The angled cedar ceiling is esthetically striking and envelopes the dining room in natural light. Photo by Doublespace Photography.

The home, which is now 2,700 square feet thanks to the 500 square feet added during the renovation, was also revamped upstairs to provide more useable space.

While the façade has been updated with modern touches, the rear of the home now bears little resemblance to the white blocky look of the original. Cedar-clad, featuring extensive glazing and with a generous new deck, the multi-level addition includes a walkout basement with a large recreation room, a guest bedroom, a bathroom and a storage area. The new living and dining space are above it.  

The addition, with its floor-to-ceiling windows and multiple planes, reaches out to the patio and grassy area beyond, knitting together interior and exterior almost like interlocking puzzle pieces.

Like the dining room ceiling, the addition tickled Lemke. He notes the front of the home retains its basic original form, “but then you get around the back and the addition is really something totally different and it’s an exciting little find; you wouldn’t necessarily expect to see all that in the back.”

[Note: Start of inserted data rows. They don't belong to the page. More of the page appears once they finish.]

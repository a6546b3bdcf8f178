use axum::{
    Router,
    routing::{get, post},
};
use tower_http::trace::TraceLayer;
use utoipa::OpenApi;
use utoipa_swagger_ui::SwaggerUi;

use crate::api_doc::ApiDoc;
use crate::handlers::{
    create_handler, delete_handler, get_handler, health_handler, list_handler, root_handler,
    update_handler,
};
use crate::routes;
use crate::state::AppState;

/// Build the application router
pub fn app(state: AppState) -> Router {
    Router::new()
        .route(routes::ROOT, get(root_handler))
        .route(routes::HEALTH, get(health_handler))
        .route(routes::ITEMS, post(create_handler).get(list_handler))
        .route(
            routes::ITEM,
            get(get_handler).put(update_handler).delete(delete_handler),
        )
        .merge(SwaggerUi::new("/docs").url("/api-doc/openapi.json", ApiDoc::openapi()))
        .layer(TraceLayer::new_for_http())
        .with_state(state)
}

Looking back at the entire project, Shean likes how the multiple elements coalesced to give the homeowners a cleaner, larger space.  

“It’s really nice, that one… We added about 15 feet to the back of the house. That interior is massive on the ground floor — the living, dining, kitchen area.”

Patrick Langston is a long-time journalist and co-founder of AllThingsHome.ca, Ottawa’s trusted resource for home buyers and homeowners.